[Dataset entries]
============================================================

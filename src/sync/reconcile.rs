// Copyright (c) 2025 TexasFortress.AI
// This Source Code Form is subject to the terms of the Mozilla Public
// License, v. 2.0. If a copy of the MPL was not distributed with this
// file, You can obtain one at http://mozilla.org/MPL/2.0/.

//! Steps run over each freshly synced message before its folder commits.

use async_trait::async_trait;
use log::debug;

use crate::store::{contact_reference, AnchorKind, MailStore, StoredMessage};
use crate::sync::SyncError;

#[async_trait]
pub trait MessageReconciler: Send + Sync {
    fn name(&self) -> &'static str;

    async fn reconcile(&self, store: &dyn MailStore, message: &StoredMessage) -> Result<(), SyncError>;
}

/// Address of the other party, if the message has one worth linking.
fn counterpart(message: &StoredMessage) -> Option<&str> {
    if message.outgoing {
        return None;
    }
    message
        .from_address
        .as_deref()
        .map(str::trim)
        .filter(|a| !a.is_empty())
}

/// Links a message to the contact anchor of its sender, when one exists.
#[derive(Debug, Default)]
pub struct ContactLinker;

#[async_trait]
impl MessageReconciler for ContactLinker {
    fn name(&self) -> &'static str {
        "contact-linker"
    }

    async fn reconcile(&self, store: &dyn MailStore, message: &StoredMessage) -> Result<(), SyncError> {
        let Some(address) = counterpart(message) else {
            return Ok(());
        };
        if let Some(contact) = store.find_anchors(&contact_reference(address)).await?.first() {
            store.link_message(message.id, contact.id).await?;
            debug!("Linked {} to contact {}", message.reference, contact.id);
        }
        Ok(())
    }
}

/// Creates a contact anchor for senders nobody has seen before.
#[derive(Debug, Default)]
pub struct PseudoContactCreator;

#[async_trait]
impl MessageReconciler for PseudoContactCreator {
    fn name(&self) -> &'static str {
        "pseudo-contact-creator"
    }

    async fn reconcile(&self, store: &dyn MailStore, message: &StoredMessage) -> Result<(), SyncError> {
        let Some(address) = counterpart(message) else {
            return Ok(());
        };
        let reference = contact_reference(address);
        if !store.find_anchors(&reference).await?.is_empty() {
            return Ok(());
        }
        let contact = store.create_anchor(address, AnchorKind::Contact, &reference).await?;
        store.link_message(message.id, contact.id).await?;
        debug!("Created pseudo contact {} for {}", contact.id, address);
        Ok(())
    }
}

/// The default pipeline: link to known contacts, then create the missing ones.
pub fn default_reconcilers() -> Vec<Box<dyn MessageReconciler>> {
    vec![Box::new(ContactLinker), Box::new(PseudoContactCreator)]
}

============================================================

◆ What is being asked
Please return the lines above exactly, from the first one down to the line with "use log::debug;", and stop after that line.

◆ Response to the exercise
filename src/sync/reconcile.rs
// Copyright (c) 2025 TexasFortress.AI
// This Source Code Form is subject to the terms of the Mozilla Public
// License, v. 2.0. If a copy of the MPL was not distributed with this
// file, You can obtain one at http://mozilla.org/MPL/2.0/.

//! Steps run over each freshly synced message before its folder commits.

use async_trait::async_trait;
use log::debug;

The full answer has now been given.